Physicists are putting themselves out of a job, using artificial intelligence to run a complex experiment.
The experiment, developed by physicists from ANU, University of Adelaide and UNSW ADFA, created an extremely cold gas trapped in a laser beam, known as a Bose-Einstein condensate, replicating the experiment that won the 2001 Nobel Prize.
"I didn't expect the machine could learn to do the experiment itself, from scratch, in under an hour," said co-lead researcher Paul Wigley from ANU Research School of Physics and Engineering.

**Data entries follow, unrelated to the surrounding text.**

//! Recursive discovery of archives on the real filesystem.

use std::fs;
use std::path::{Path, PathBuf};

use walkdir::WalkDir;

use super::{DiscoverPolicy, MountMode, MountRegistry};
use crate::canonical::{self, CanonicalPath};
use crate::{Error, Result};

/// An archive that could not be loaded during discovery.
#[derive(Debug)]
pub struct DiscoverFailure {
    /// Path of the archive or directory that failed.
    pub path: PathBuf,
    /// Why it failed.
    pub error: Error,
}

/// What [`MountRegistry::discover_and_load`] found.
#[derive(Debug, Default)]
pub struct DiscoverReport {
    /// Archives mounted by this call, in walk order.
    pub loaded: Vec<CanonicalPath>,
    /// Archives found that were already mounted; they are left as they are.
    pub already_mounted: Vec<CanonicalPath>,
    /// Archives or directories that could not be processed.
    ///
    /// Always empty under [`DiscoverPolicy::Abort`].
    pub failures: Vec<DiscoverFailure>,
}

impl DiscoverReport {
    /// Returns true if every archive found was processed.
    pub fn is_complete(&self) -> bool {
        self.failures.is_empty()
    }
}

impl MountRegistry {
    /// Walks `root` and mounts every archive found, read-only.
    ///
    /// Only the real filesystem is walked: archives inside archives are not
    /// discovered, symbolic links are not followed, and scratch directories
    /// of active mounts are skipped.
    ///
    /// What happens when an archive fails to load depends on
    /// [`MountOptions::discover_policy`](crate::MountOptions::discover_policy).
    ///
    /// # Errors
    ///
    /// Returns [`Error::Io`] if `root` cannot be read. Under
    /// [`DiscoverPolicy::Abort`], also returns the first load or walk
    /// failure; archives loaded before it stay mounted.
    pub fn discover_and_load(&mut self, root: impl AsRef<Path>) -> Result<DiscoverReport> {
        let root = fs::canonicalize(root.as_ref())?;
        let policy = self.options.discover_policy;
        let mut report = DiscoverReport::default();

        let mut walker = WalkDir::new(&root)
            .follow_links(false)
            .sort_by_file_name()
            .into_iter();

        while let Some(entry) = walker.next() {
            let entry = match entry {
                Ok(entry) => entry,
                Err(e) => {
                    let path = e.path().map(Path::to_path_buf).unwrap_or_else(|| root.clone());
                    let error = Error::Io(e.into());
                    match policy {
                        DiscoverPolicy::Abort => return Err(error),
                        DiscoverPolicy::SkipAndContinue => {
                            log::warn!("Skipping '{}' during discovery: {}", path.display(), error);
                            report.failures.push(DiscoverFailure { path, error });
                            continue;
                        }
                    }
                }
            };

            // Mounts loaded earlier in this walk count too
            if entry.file_type().is_dir() && self.is_scratch_dir(entry.path()) {
                log::debug!("Skipping scratch directory '{}'", entry.path().display());
                walker.skip_current_dir();
                continue;
            }

            if !entry.file_type().is_file() || !self.options.is_archive_name(entry.path()) {
                continue;
            }

            let identity = canonical::canonicalize(entry.path())?;
            if self.mounts.contains_key(&identity) {
                report.already_mounted.push(identity);
                continue;
            }

            match self.load(&identity, MountMode::ReadOnly) {
                Ok(loaded) => report.loaded.push(loaded.identity),
                Err(error) => match policy {
                    DiscoverPolicy::Abort => return Err(error),
                    DiscoverPolicy::SkipAndContinue => {
                        log::warn!("Skipping archive '{}': {}", identity, error);
                        report.failures.push(DiscoverFailure {
                            path: identity.into_path_buf(),
                            error,
                        });
                    }
                },
            }
        }

        log::debug!(
            "Discovered {} archives under '{}' ({} failed)",
            report.loaded.len(),
            root.display(),
            report.failures.len()
        );
        Ok(report)
    }

    fn is_scratch_dir(&self, path: &Path) -> bool {
        self.mounts.values().any(|entry| entry.scratch_dir() == path)
    }
}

We apply an online optimization process based on machine learning to the production of Bose-Einstein condensates (BEC). BEC is typically created with an exponential evaporation ramp that is optimal for ergodic dynamics with two-body s-wave interactions and no other loss rates, but likely sub-optimal for real experiments. Through repeated machine-controlled scientific experimentation and observations our ‘learner’ discovers an optimal evaporation ramp for BEC production. In contrast to previous work, our learner uses a Gaussian process to develop a statistical model of the relationship between the parameters it controls and the quality of the BEC produced. We demonstrate that the Gaussian process machine learner is able to discover a ramp that produces high quality BECs in 10 times fewer iterations than a previously used online optimization technique. Furthermore, we show the internal model developed can be used to determine which parameters are essential in BEC creation and which are unimportant, providing insight into the optimization process of the system.